Conduire après 2019

19

Le trafic routier en Grande-Bretagne est en hausse. Enfin. Cela fait cinq ans que la pandémie a fait chuter le kilométrage de plus de vingt pour cent, et nous avons officiellement dépassé les chiffres d’avant Covid. C’est du moins ce qu’il semble.

Le ministère des Transports a publié les données. Rien qu’en 2025, 342,6 millions de véhicules-miles ont été parcourus à travers la Grande-Bretagne. En hausse de 1,9% par rapport à l’année précédente. Un record depuis 2019. C’était la dernière année avant que tout ne s’arrête. À l’époque, nous avions parcouru 338,6 millions de miles.

Regardez de plus près cependant. Les voitures en particulier ne sont plus exactement là où elles étaient.

Le trafic automobile a atteint 262,4 millions de kilomètres. Petite différence ? Bien sûr. Mais c’est 0,2 % en dessous des chiffres de 2019. Presque là. Pas là. Et un mur arrive.

Prix ​​du carburant. Ils sont élevés. Et s’ils restent ainsi ? Les gens conduisent moins.

La guerre américano-israélienne contre l’Iran a déjà fait tourner les pompes. Un porte-parole d’INRIX a averti que si les prix continuent de grimper jusqu’en 2026, les voyages discrétionnaires seront les premiers à être frappés. Les voyages de loisirs disparaissent. Le long week-end en voiture devient un luxe que personne ne peut justifier.

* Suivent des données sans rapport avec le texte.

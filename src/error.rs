//! Error types for the Claude session controller

use thiserror::Error;

use crate::types::state::SessionState;

/// Main error type for the Claude session controller
///
/// Only the caller-misuse variants ([`ClaudeError::InvalidState`],
/// [`ClaudeError::NoPendingPermission`], [`ClaudeError::SessionDisposed`]) are
/// ever returned from [`AgentSession`](crate::AgentSession) methods. The
/// environmental variants are folded into session state and reported as
/// [`SessionEvent`](crate::SessionEvent)s.
#[derive(Error, Debug)]
pub enum ClaudeError {
    /// Claude Code CLI not found or not callable
    #[error("Claude Code CLI not available: {0}")]
    CliNotFound(String),

    /// The child process could not be started
    #[error("Failed to launch Claude Code: {0}")]
    Launch(String),

    /// Process exited abnormally
    #[error("Process error (exit code {exit_code:?}): {message}")]
    Process {
        /// Error message
        message: String,
        /// Process exit code, `None` when killed by a signal
        exit_code: Option<i32>,
        /// Tail of the standard error output
        stderr: Option<String>,
    },

    /// JSON encode/decode error
    #[error("JSON error: {0}")]
    Json(#[from] serde_json::Error),

    /// Protocol line that could not be decoded
    #[error("Message parse error: {message}")]
    MessageParse {
        /// Error message
        message: String,
        /// Raw line that failed to parse
        line: Option<String>,
    },

    /// Output stream ended before the turn produced a result
    #[error("Output stream ended unexpectedly: {0}")]
    StreamEnded(String),

    /// Reading from or writing to the child failed
    #[error("IO error: {0}")]
    Io(#[from] std::io::Error),

    /// Invalid configuration
    #[error("Invalid configuration: {0}")]
    InvalidConfig(String),

    /// Operation is not legal in the current session state
    #[error("Cannot {operation} while session is {state}")]
    InvalidState {
        /// The rejected operation
        operation: &'static str,
        /// State the session was in
        state: SessionState,
    },

    /// Permission resolution requested with nothing pending
    #[error("No permission request is pending")]
    NoPendingPermission,

    /// Session was already disposed
    #[error("Session has been disposed")]
    SessionDisposed,
}

/// Result type alias for session operations
pub type Result<T> = std::result::Result<T, ClaudeError>;

impl ClaudeError {
    /// Create a CLI not found error
    #[must_use]
    pub fn cli_not_found(cli: &std::path::Path) -> Self {
        Self::CliNotFound(format!(
            "`{} --version` did not succeed. Install with:\n\
             npm install -g @anthropic-ai/claude-code\n\
             \n\
             or point `cli_path` at an existing installation",
            cli.display()
        ))
    }

    /// Create a launch error
    pub fn launch(msg: impl Into<String>) -> Self {
        Self::Launch(msg.into())
    }

    /// Create a process error
    pub fn process(msg: impl Into<String>, exit_code: Option<i32>, stderr: Option<String>) -> Self {
        Self::Process {
            message: msg.into(),
            exit_code,
            stderr,
        }
    }

    /// Create a message parse error
    pub fn message_parse(msg: impl Into<String>, line: Option<String>) -> Self {
        Self::MessageParse {
            message: msg.into(),
            line,
        }
    }

    /// Create a stream-ended error
    pub fn stream_ended(msg: impl Into<String>) -> Self {
        Self::StreamEnded(msg.into())
    }

    /// Create an invalid configuration error
    pub fn invalid_config(msg: impl Into<String>) -> Self {
        Self::InvalidConfig(msg.into())
    }

    /// Create an invalid state error
    #[must_use]
    pub const fn invalid_state(operation: &'static str, state: SessionState) -> Self {
        Self::InvalidState { operation, state }
    }

    /// Whether this error reports a caller bug rather than an environmental failure
    #[must_use]
    pub const fn is_misuse(&self) -> bool {
        matches!(
            self,
            Self::InvalidState { .. } | Self::NoPendingPermission | Self::SessionDisposed
        )
    }
}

“En prévision de 20, les prix de l’essence sont cependant élevés. Les données du RAC évaluent l’essence moyenne à 159 pence le litre. Le diesel ? Près de 185 pence. L’essence n’a pas été aussi chère depuis le début du conflit. Le diesel a culminé plus haut en avril, touchant près de 192 pence, mais il n’est pas encore revenu à ces sommets vertigineux.

Nous avons payé cher le dernier week-end férié. Il s’agit du week-end de voyages d’agrément le plus chargé depuis deux ans. Dix-neuf millions de voyages. Le tout alimenté par de l’essence coûteuse.

Les données mentent-elles ? En quelque sorte.

INRIX affirme que les comportements n’ont pas encore beaucoup changé. Les volumes de voyages sont stables. Les vitesses de conduite sont stables. Les « marges » ne se sont pas effondrées. Juste encore.

Nous parcourons donc plus de kilomètres au total, mais un peu moins de kilomètres en voiture, tout en payant des prix historiques pour chacun. Ce qui se passe ensuite dépend de la quantité de douleur que les gens sont prêts à absorber avant d’arrêter simplement de quitter l’allée.

Les chiffres disent que nous sommes de retour. Les portefeuilles disent que non.